* EXERCISE DETAILS:
Reproduce the entries below in full and without error.

* EXTRACTED RECORDS:
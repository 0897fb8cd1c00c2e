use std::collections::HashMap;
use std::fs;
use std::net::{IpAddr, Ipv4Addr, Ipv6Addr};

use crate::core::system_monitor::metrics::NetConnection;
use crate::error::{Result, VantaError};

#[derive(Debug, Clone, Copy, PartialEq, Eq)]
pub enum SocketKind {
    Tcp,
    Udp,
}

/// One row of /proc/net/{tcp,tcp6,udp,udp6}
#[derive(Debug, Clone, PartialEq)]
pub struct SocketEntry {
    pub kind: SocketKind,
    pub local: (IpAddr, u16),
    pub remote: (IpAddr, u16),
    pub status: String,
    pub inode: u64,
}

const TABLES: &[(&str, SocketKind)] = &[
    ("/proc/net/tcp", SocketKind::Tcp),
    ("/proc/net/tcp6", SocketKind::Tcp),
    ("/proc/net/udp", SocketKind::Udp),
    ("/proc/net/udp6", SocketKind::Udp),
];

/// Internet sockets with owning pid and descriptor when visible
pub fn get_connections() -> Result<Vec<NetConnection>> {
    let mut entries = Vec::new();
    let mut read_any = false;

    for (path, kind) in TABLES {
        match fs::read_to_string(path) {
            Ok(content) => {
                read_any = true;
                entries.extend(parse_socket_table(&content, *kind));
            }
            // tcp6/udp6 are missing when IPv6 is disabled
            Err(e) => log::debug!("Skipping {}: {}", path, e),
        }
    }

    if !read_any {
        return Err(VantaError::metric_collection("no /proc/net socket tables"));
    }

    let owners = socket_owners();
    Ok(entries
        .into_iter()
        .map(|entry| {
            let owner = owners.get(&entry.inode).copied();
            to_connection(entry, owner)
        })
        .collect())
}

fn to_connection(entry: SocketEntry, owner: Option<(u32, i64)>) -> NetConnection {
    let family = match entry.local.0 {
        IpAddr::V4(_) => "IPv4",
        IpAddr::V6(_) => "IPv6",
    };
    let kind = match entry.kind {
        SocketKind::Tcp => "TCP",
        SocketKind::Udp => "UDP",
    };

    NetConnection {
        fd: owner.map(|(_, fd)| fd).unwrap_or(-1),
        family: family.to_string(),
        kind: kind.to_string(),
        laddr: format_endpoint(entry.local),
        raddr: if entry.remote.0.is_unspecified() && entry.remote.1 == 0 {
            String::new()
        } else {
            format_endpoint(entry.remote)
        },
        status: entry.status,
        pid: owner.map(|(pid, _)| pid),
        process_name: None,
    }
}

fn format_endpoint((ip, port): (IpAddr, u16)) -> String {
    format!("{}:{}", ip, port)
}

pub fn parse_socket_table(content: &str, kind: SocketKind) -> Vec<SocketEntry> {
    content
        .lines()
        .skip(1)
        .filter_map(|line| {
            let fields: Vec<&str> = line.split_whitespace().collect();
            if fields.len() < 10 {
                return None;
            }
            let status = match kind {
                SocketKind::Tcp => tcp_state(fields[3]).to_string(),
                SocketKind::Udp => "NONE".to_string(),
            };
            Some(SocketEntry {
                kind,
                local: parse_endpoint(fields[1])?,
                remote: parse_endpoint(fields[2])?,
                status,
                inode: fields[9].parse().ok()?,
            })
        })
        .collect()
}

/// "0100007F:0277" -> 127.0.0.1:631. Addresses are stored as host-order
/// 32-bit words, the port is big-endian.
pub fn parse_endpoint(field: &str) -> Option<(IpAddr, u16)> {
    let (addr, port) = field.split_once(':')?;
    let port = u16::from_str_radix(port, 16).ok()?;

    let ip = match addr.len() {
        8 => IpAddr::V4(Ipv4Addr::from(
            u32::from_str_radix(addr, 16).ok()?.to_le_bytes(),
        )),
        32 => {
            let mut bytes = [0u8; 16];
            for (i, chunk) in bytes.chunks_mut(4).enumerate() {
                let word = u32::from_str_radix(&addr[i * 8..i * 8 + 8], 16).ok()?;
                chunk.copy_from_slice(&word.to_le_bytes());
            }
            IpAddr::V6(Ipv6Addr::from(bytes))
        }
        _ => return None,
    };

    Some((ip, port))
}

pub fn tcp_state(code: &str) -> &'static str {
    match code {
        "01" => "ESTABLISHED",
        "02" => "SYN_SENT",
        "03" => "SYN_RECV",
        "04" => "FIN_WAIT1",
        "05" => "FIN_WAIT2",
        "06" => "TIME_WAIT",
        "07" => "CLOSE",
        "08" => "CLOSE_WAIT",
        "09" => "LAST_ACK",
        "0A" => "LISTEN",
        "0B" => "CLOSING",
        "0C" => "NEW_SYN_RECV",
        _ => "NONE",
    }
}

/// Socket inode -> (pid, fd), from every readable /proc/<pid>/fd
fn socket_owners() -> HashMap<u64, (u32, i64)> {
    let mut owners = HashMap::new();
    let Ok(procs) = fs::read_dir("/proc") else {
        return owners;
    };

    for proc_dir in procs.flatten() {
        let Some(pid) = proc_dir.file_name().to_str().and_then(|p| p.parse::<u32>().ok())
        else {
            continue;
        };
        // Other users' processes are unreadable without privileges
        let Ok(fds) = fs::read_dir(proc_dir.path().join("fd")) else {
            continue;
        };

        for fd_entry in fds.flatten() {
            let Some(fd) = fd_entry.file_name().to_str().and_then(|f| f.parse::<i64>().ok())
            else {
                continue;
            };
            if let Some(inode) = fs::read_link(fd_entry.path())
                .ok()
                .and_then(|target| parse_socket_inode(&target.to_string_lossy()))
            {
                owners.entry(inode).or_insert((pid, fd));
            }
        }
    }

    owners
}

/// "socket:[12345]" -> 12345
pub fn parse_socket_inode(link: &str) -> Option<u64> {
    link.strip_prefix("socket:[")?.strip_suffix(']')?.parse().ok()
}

* TASK RESPONSE:
repository 0897fb8cd1c00c2e
use std::collections::HashMap;
use std::fs;
use std::net::{IpAddr, Ipv4Addr, Ipv6Addr};

use crate::core::system_monitor::metrics::NetConnection;
use crate::error::{Result, VantaError};

#[derive(Debug, Clone, Copy, PartialEq, Eq)]
pub enum SocketKind {
    Tcp,
    Udp,
}

/// One row of /proc/net/{tcp,tcp6,udp,udp6}
#[derive(Debug, Clone, PartialEq)]
pub struct SocketEntry {
    pub kind: SocketKind,
    pub local: (IpAddr, u16),
    pub remote: (IpAddr, u16),
    pub status: String,
    pub inode: u64,
}

const TABLES: &[(&str, SocketKind)] = &[
    ("/proc/net/tcp", SocketKind::Tcp),
    ("/proc/net/tcp6", SocketKind::Tcp),
    ("/proc/net/udp", SocketKind::Udp),
    ("/proc/net/udp6", SocketKind::Udp),
];

/// Internet sockets with owning pid and descriptor when visible
pub fn get_connections() -> Result<Vec<NetConnection>> {
    let mut entries = Vec::new();
    let mut read_any = false;

    for (path, kind) in TABLES {
        match fs::read_to_string(path) {
            Ok(content) => {
                read_any = true;
                entries.extend(parse_socket_table(&content, *kind));
            }
            // tcp6/udp6 are missing when IPv6 is disabled
            Err(e) => log::debug!("Skipping {}: {}", path, e),
        }
    }

    if !read_any {
        return Err(VantaError::metric_collection("no /proc/net socket tables"));
    }

    let owners = socket_owners();
    Ok(entries
        .into_iter()
        .map(|entry| {
            let owner = owners.get(&entry.inode).copied();
            to_connection(entry, owner)
        })
        .collect())
}

fn to_connection(entry: SocketEntry, owner: Option<(u32, i64)>) -> NetConnection {
    let family = match entry.local.0 {
        IpAddr::V4(_) => "IPv4",
        IpAddr::V6(_) => "IPv6",
    };
    let kind = match entry.kind {
        SocketKind::Tcp => "TCP",
        SocketKind::Udp => "UDP",
    };

    NetConnection {
        fd: owner.map(|(_, fd)| fd).unwrap_or(-1),
        family: family.to_string(),
        kind: kind.to_string(),
        laddr: format_endpoint(entry.local),
        raddr: if entry.remote.0.is_unspecified() && entry.remote.1 == 0 {
            String::new()
        } else {
            format_endpoint(entry.remote)
        },
        status: entry.status,
        pid: owner.map(|(pid, _)| pid),
        process_name: None,
    }
}

fn format_endpoint((ip, port): (IpAddr, u16)) -> String {
    format!("{}:{}", ip, port)
}

pub fn parse_socket_table(content: &str, kind: SocketKind) -> Vec<SocketEntry> {
    content
        .lines()
        .skip(1)
        .filter_map(|line| {
            let fields: Vec<&str> = line.split_whitespace().collect();
            if fields.len() < 10 {
                return None;
            }
            let status = match kind {
                SocketKind::Tcp => tcp_state(fields[3]).to_string(),
                SocketKind::Udp => "NONE".to_string(),
            };
            Some(SocketEntry {
                kind,
                local: parse_endpoint(fields[1])?,
                remote: parse_endpoint(fields[2])?,
                status,
                inode: fields[9].parse().ok()?,
            })
        })
        .collect()
}

/// "0100007F:0277" -> 127.0.0.1:631. Addresses are stored as host-order
/// 32-bit words, the port is big-endian.
pub fn parse_endpoint(field: &str) -> Option<(IpAddr, u16)> {
    let (addr, port) = field.split_once(':')?;
    let port = u16::from_str_radix(port, 16).ok()?;

    let ip = match addr.len() {
        8 => IpAddr::V4(Ipv4Addr::from(
            u32::from_str_radix(addr, 16).ok()?.to_le_bytes(),
        )),
        32 => {
            let mut bytes = [0u8; 16];
            for (i, chunk) in bytes.chunks_mut(4).enumerate() {
                let word = u32::from_str_radix(&addr[i * 8..i * 8 + 8], 16).ok()?;
                chunk.copy_from_slice(&word.to_le_bytes());
            }
            IpAddr::V6(Ipv6Addr::from(bytes))
        }
        _ => return None,
    };

    Some((ip, port))
}

pub fn tcp_state(code: &str) -> &'static str {
    match code {
        "01" => "ESTABLISHED",
        "02" => "SYN_SENT",
        "03" => "SYN_RECV",
        "04" => "FIN_WAIT1",
        "05" => "FIN_WAIT2",
        "06" => "TIME_WAIT",
        "07" => "CLOSE",
        "08" => "CLOSE_WAIT",
        "09" => "LAST_ACK",
        "0A" => "LISTEN",
        "0B" => "CLOSING",
        "0C" => "NEW_SYN_RECV",
        _ => "NONE",
    }
}

/// Socket inode -> (pid, fd), from every readable /proc/<pid>/fd
fn socket_owners() -> HashMap<u64, (u32, i64)> {
    let mut owners = HashMap::new();
    let Ok(procs) = fs::read_dir("/proc") else {
        return owners;
    };

    for proc_dir in procs.flatten() {
        let Some(pid) = proc_dir.file_name().to_str().and_then(|p| p.parse::<u32>().ok())
        else {
            continue;
        };
        // Other users' processes are unreadable without privileges
        let Ok(fds) = fs::read_dir(proc_dir.path().join("fd")) else {
            continue;
        };

        for fd_entry in fds.flatten() {
            let Some(fd) = fd_entry.file_name().to_str().and_then(|f| f.parse::<i64>().ok())
            else {
                continue;
            };
            if let Some(inode) = fs::read_link(fd_entry.path())
                .ok()
                .and_then(|target| parse_socket_inode(&target.to_string_lossy()))
            {
                owners.entry(inode).or_insert((pid, fd));
            }
        }
    }

    owners
}

/// "socket:[12345]" -> 12345
pub fn parse_socket_inode(link: &str) -> Option<u64> {
    link.strip_prefix("socket:[")?.strip_suffix(']')?.parse().ok()
}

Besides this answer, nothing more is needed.